Salvini smentisce – “Non ci sono mai stati fondi né soldi per la Lega da parte di nessuno di quelli citati da Buzzfeed. Tutte parole e blablabla, come peraltro ha appena detto Salvini”, ha detto il presidente dell’associazione Lombardia-Russia e responsabile per il Carroccio dei rapporti con Mosca. Già a febbraio Salvini aveva negato tutto: “Soldi dalla Russia? Non è arrivato e non arriverà nulla”, rispose a ilfattoquotidiano.it. Le leggi italiane, infatti, proibiscono ai partiti di accettare donazioni estere, soprattutto di questa entità. Il ministro dell’Interno non partecipò alla riunione, anche se era a Mosca in quelle stesse ore: secondo il settimanale l’Espresso, il giorno prima Salvini aveva incontrato Dmitry Kozak, il vicepremier russo. La mattina del 18 ottobre, invece, non si ha alcuna notizia sugli spostamenti del leader della Lega. Almeno fino a quando non ha pubblicato una foto su twitter che lo ritraeva all’aeroporto di Mosca, pronto a rientrare in Italia.

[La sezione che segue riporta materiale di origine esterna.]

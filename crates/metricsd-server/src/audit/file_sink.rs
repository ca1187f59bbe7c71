use std::path::{Path, PathBuf};

use async_trait::async_trait;
use tokio::fs::OpenOptions;
use tokio::io::AsyncWriteExt;
use tokio::sync::Mutex;

use metricsd_core::error::{MetricsError, Result};
use metricsd_core::protocol::AuditEvent;

use super::AuditSink;

/// Appends one JSON line per event.
///
/// The mutex spans open+write so concurrent events never interleave partial
/// lines within this process.
pub struct FileSink {
    path: PathBuf,
    lock: Mutex<()>,
}

impl FileSink {
    pub fn new(path: impl Into<PathBuf>) -> Self {
        Self {
            path: path.into(),
            lock: Mutex::new(()),
        }
    }

    pub fn path(&self) -> &Path {
        &self.path
    }

    fn io_error(&self, op: &str, e: std::io::Error) -> MetricsError {
        MetricsError::Internal(format!("{op} {} failed: {e}", self.path.display()))
    }
}

#[async_trait]
impl AuditSink for FileSink {
    fn name(&self) -> &str {
        "file"
    }

    async fn send(&self, ev: &AuditEvent) -> Result<()> {
        let mut line = serde_json::to_vec(ev)
            .map_err(|e| MetricsError::Internal(format!("audit encode failed: {e}")))?;
        line.push(b'\n');

        let _guard = self.lock.lock().await;
        let mut f = OpenOptions::new()
            .create(true)
            .append(true)
            .open(&self.path)
            .await
            .map_err(|e| self.io_error("open", e))?;
        f.write_all(&line).await.map_err(|e| self.io_error("write", e))?;
        f.flush().await.map_err(|e| self.io_error("flush", e))?;
        Ok(())
    }
}
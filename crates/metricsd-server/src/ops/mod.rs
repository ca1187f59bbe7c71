//! Operational HTTP endpoints.
//!
//! - `/healthz` : liveness
//! - `/readyz`  : readiness (503 when draining)
//! - `/metrics` : Prometheus text format

use axum::{
    extract::State,
    http::StatusCode,
    response::{IntoResponse, Response},
};

use crate::app_state::AppState;

pub async fn healthz() -> impl IntoResponse {
    (StatusCode::OK, "ok")
}

pub async fn readyz(State(state): State<AppState>) -> impl IntoResponse {
    if state.is_draining() {
        (StatusCode::SERVICE_UNAVAILABLE, "draining")
    } else {
        (StatusCode::OK, "ready")
    }
}

pub async fn metrics(State(state): State<AppState>) -> Response {
    let metrics = state.metrics();
    let (gauges, counters) = state.store().len();
    metrics.stored_metrics.set(&[("kind", "gauge")], gauges as i64);
    metrics.stored_metrics.set(&[("kind", "counter")], counters as i64);

    (
        StatusCode::OK,
        [(axum::http::header::CONTENT_TYPE, "text/plain; version=0.0.4; charset=utf-8")],
        metrics.render(),
    )
        .into_response()
}
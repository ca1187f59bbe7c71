//! Protocol modules (metric records + audit events).
//!
//! This module hosts the JSON shapes shared by every surface:
//! - Metric records: one named gauge or counter, used on the wire and in the
//!   snapshot file.
//! - Audit events: "these metrics were updated by this client at this time".
//!
//! Validation is panic-free: a malformed record is reported as
//! `MetricsError` and never partially applied.

pub mod audit;
pub mod record;

pub use audit::AuditEvent;
pub use record::{parse_text_update, MetricKind, MetricRecord, MetricUpdate};
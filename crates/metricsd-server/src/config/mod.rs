//! Server config loader (strict parsing).

pub mod schema;

use std::fs;

use metricsd_core::error::{MetricsError, Result};

pub use schema::{AuditSection, ServerConfig, ServerSection, StorageSection};

pub fn load_from_file(path: &str) -> Result<ServerConfig> {
    let s = fs::read_to_string(path)
        .map_err(|e| MetricsError::Internal(format!("read config failed: {e}")))?;
    load_from_str(&s)
}

pub fn load_from_str(s: &str) -> Result<ServerConfig> {
    let cfg: ServerConfig = serde_yaml::from_str(s)
        .map_err(|e| MetricsError::BadRequest(format!("invalid yaml: {e}")))?;
    cfg.validate()?;
    Ok(cfg)
}
//! Audit event payload delivered to sinks.

use serde::{Deserialize, Serialize};

/// One "metrics were updated" record.
///
/// Built once per successful update operation and shared by every sink.
#[derive(Debug, Clone, PartialEq, Eq, Serialize, Deserialize)]
pub struct AuditEvent {
    /// Unix timestamp in seconds.
    pub ts: i64,
    /// Names of the metrics touched by the operation.
    pub metrics: Vec<String>,
    /// Client address as reported by the transport (opaque).
    pub ip_address: String,
}

impl AuditEvent {
    pub fn new(ts: i64, metrics: Vec<String>, ip_address: impl Into<String>) -> Self {
        Self {
            ts,
            metrics,
            ip_address: ip_address.into(),
        }
    }
}
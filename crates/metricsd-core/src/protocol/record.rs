//! Metric record (JSON) and validated write intents.
//!
//! `type` stays a raw string on the wire so that one bad entry in a batch is
//! reported on its own instead of failing the whole document.

use std::fmt;
use std::str::FromStr;

use serde::{Deserialize, Serialize};

use crate::error::{MetricsError, Result};

/// Metric kind tag.
#[derive(Debug, Clone, Copy, PartialEq, Eq, Hash)]
pub enum MetricKind {
    /// Last-write-wins `f64`.
    Gauge,
    /// Additive `i64`.
    Counter,
}

impl MetricKind {
    pub fn as_str(self) -> &'static str {
        match self {
            MetricKind::Gauge => "gauge",
            MetricKind::Counter => "counter",
        }
    }
}

impl fmt::Display for MetricKind {
    fn fmt(&self, f: &mut fmt::Formatter<'_>) -> fmt::Result {
        f.write_str(self.as_str())
    }
}

impl FromStr for MetricKind {
    type Err = MetricsError;

    fn from_str(s: &str) -> Result<Self> {
        match s {
            "gauge" => Ok(MetricKind::Gauge),
            "counter" => Ok(MetricKind::Counter),
            other => Err(MetricsError::InvalidKind(other.to_string())),
        }
    }
}

/// Wire and snapshot-file record.
///
/// Gauges carry `value`, counters carry `delta`. The same shape is used for
/// read requests, where both numeric fields are absent.
#[derive(Debug, Clone, PartialEq, Serialize, Deserialize)]
pub struct MetricRecord {
    pub id: String,
    #[serde(rename = "type")]
    pub kind: String,
    #[serde(default, skip_serializing_if = "Option::is_none")]
    pub value: Option<f64>,
    #[serde(default, skip_serializing_if = "Option::is_none")]
    pub delta: Option<i64>,
}

impl MetricRecord {
    pub fn gauge(id: impl Into<String>, value: f64) -> Self {
        Self {
            id: id.into(),
            kind: MetricKind::Gauge.as_str().to_string(),
            value: Some(value),
            delta: None,
        }
    }

    pub fn counter(id: impl Into<String>, delta: i64) -> Self {
        Self {
            id: id.into(),
            kind: MetricKind::Counter.as_str().to_string(),
            value: None,
            delta: Some(delta),
        }
    }

    /// Parse the `type` field.
    pub fn metric_kind(&self) -> Result<MetricKind> {
        self.kind.parse()
    }

    /// Validate the record as a write intent.
    pub fn to_update(&self) -> Result<MetricUpdate> {
        if self.id.is_empty() {
            return Err(MetricsError::MissingField("id".into()));
        }
        match self.metric_kind()? {
            MetricKind::Gauge => {
                let value = self.value.ok_or_else(|| {
                    MetricsError::MissingField(format!("value (gauge {})", self.id))
                })?;
                Ok(MetricUpdate::Gauge {
                    name: self.id.clone(),
                    value,
                })
            }
            MetricKind::Counter => {
                let delta = self.delta.ok_or_else(|| {
                    MetricsError::MissingField(format!("delta (counter {})", self.id))
                })?;
                Ok(MetricUpdate::Counter {
                    name: self.id.clone(),
                    delta,
                })
            }
        }
    }
}

/// A validated write intent.
#[derive(Debug, Clone, PartialEq)]
pub enum MetricUpdate {
    Gauge { name: String, value: f64 },
    Counter { name: String, delta: i64 },
}

impl MetricUpdate {
    pub fn name(&self) -> &str {
        match self {
            MetricUpdate::Gauge { name, .. } | MetricUpdate::Counter { name, .. } => name,
        }
    }

    pub fn kind(&self) -> MetricKind {
        match self {
            MetricUpdate::Gauge { .. } => MetricKind::Gauge,
            MetricUpdate::Counter { .. } => MetricKind::Counter,
        }
    }
}

/// Parse a path-form update (`kind`, `name`, textual number).
pub fn parse_text_update(kind: &str, name: &str, raw: &str) -> Result<MetricUpdate> {
    let kind: MetricKind = kind.parse()?;
    if name.is_empty() {
        return Err(MetricsError::MissingField("id".into()));
    }
    let raw = raw.trim();
    match kind {
        MetricKind::Gauge => {
            let value: f64 = raw.parse().map_err(|_| MetricsError::InvalidValue {
                kind: kind.as_str(),
                raw: raw.to_string(),
            })?;
            if !value.is_finite() {
                return Err(MetricsError::InvalidValue {
                    kind: kind.as_str(),
                    raw: raw.to_string(),
                });
            }
            Ok(MetricUpdate::Gauge {
                name: name.to_string(),
                value,
            })
        }
        MetricKind::Counter => {
            let delta: i64 = raw.parse().map_err(|_| MetricsError::InvalidValue {
                kind: kind.as_str(),
                raw: raw.to_string(),
            })?;
            Ok(MetricUpdate::Counter {
                name: name.to_string(),
                delta,
            })
        }
    }
}

impl From<&MetricUpdate> for MetricRecord {
    fn from(u: &MetricUpdate) -> Self {
        match u {
            MetricUpdate::Gauge { name, value } => MetricRecord::gauge(name.clone(), *value),
            MetricUpdate::Counter { name, delta } => MetricRecord::counter(name.clone(), *delta),
        }
    }
}
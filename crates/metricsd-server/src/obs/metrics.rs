//! Minimal labelled counter/gauge registry for the server.
//!
//! Labels are flattened into sorted key vectors to keep deterministic
//! ordering; values live in atomics inside a `DashMap`.

use dashmap::DashMap;
use std::fmt::Write;
use std::sync::atomic::{AtomicBool, AtomicI64, AtomicU64, Ordering};

/// Helper to escape label values.
fn escape_label(v: &str) -> String {
    v.replace('\\', "\\\\").replace('"', "\\\"").replace('\n', "\\n")
}

fn label_key(labels: &[(&str, &str)]) -> Vec<(String, String)> {
    let mut key: Vec<(String, String)> = labels
        .iter()
        .map(|(k, v)| (k.to_string(), v.to_string()))
        .collect();
    key.sort();
    key
}

fn render_labels(key: &[(String, String)]) -> String {
    key.iter()
        .map(|(k, v)| format!("{}=\"{}\"", k, escape_label(v)))
        .collect::<Vec<_>>()
        .join(",")
}

#[derive(Default)]
pub struct CounterVec {
    map: DashMap<Vec<(String, String)>, AtomicU64>,
}

impl CounterVec {
    /// Increment by 1.
    pub fn inc(&self, labels: &[(&str, &str)]) {
        self.add(labels, 1);
    }

    /// Increment by an arbitrary value.
    pub fn add(&self, labels: &[(&str, &str)], v: u64) {
        let counter = self
            .map
            .entry(label_key(labels))
            .or_insert_with(|| AtomicU64::new(0));
        counter.fetch_add(v, Ordering::Relaxed);
    }

    /// Current value for an exact label set (0 if never touched).
    pub fn get(&self, labels: &[(&str, &str)]) -> u64 {
        self.map
            .get(&label_key(labels))
            .map(|c| c.load(Ordering::Relaxed))
            .unwrap_or(0)
    }

    fn render(&self, name: &str, out: &mut String) {
        let _ = writeln!(out, "# TYPE {} counter", name);
        for r in self.map.iter() {
            let val = r.value().load(Ordering::Relaxed);
            let _ = writeln!(out, "{}{{{}}} {}", name, render_labels(r.key()), val);
        }
    }
}

#[derive(Default)]
pub struct GaugeVec {
    map: DashMap<Vec<(String, String)>, AtomicI64>,
}

impl GaugeVec {
    pub fn set(&self, labels: &[(&str, &str)], v: i64) {
        let gauge = self
            .map
            .entry(label_key(labels))
            .or_insert_with(|| AtomicI64::new(0));
        gauge.store(v, Ordering::Relaxed);
    }

    pub fn get(&self, labels: &[(&str, &str)]) -> i64 {
        self.map
            .get(&label_key(labels))
            .map(|g| g.load(Ordering::Relaxed))
            .unwrap_or(0)
    }

    fn render(&self, name: &str, out: &mut String) {
        let _ = writeln!(out, "# TYPE {} gauge", name);
        for r in self.map.iter() {
            let val = r.value().load(Ordering::Relaxed);
            let _ = writeln!(out, "{}{{{}}} {}", name, render_labels(r.key()), val);
        }
    }
}

#[derive(Default)]
pub struct ServerMetrics {
    pub updates: CounterVec,
    pub update_errors: CounterVec,
    pub audit_deliveries: CounterVec,
    pub snapshot_saves: CounterVec,
    pub stored_metrics: GaugeVec,
    draining: AtomicBool,
}

impl ServerMetrics {
    /// Mark draining state.
    pub fn set_draining(&self) {
        self.draining.store(true, Ordering::Relaxed);
    }
    /// Return whether draining is active.
    pub fn is_draining(&self) -> bool {
        self.draining.load(Ordering::Relaxed)
    }

    /// Render all registered metrics.
    pub fn render(&self) -> String {
        let mut out = String::new();
        self.updates.render("metricsd_updates_total", &mut out);
        self.update_errors.render("metricsd_update_errors_total", &mut out);
        self.audit_deliveries.render("metricsd_audit_deliveries_total", &mut out);
        self.snapshot_saves.render("metricsd_snapshot_saves_total", &mut out);
        self.stored_metrics.render("metricsd_stored_metrics", &mut out);

        let _ = writeln!(
            out,
            "# TYPE metricsd_draining gauge\nmetricsd_draining {}",
            if self.is_draining() { 1 } else { 0 }
        );
        out
    }
}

Gli italiani di Savoini, Luca e Francesco – Ad ascoltare l’audio di quell’incontro si capisce chiaramente che lo scopo evidente di quella riunione era un accordo petrolifero. Un affare che celava un altro obiettivo: finanziare la Lega alle europee per spingere l’Europa su una linea nazionalista, più vicina alla Federazione Russa. BuzzFeed News non è riuscito a identificare i tre russi. Gli italiani, a parte Savoini, si chiamano “Luca” e “Francesco”. Il primo ha parlato per gran parte della discussione, accreditandosi come un avvocato e sostenendo di lavorare in una banca inglese d’investimento a Londra. Il secondo parla solo italiano e a un certo punto viene definito dagli altri come “nonno“. Le trattative sono condotte soprattutto in inglese, con alcuni dei componenti che usavano spesso l’italiano e il russo: alcuni dei presenti, infatti non parlavano inglese e avevano bisogno che gli altri traducessero. 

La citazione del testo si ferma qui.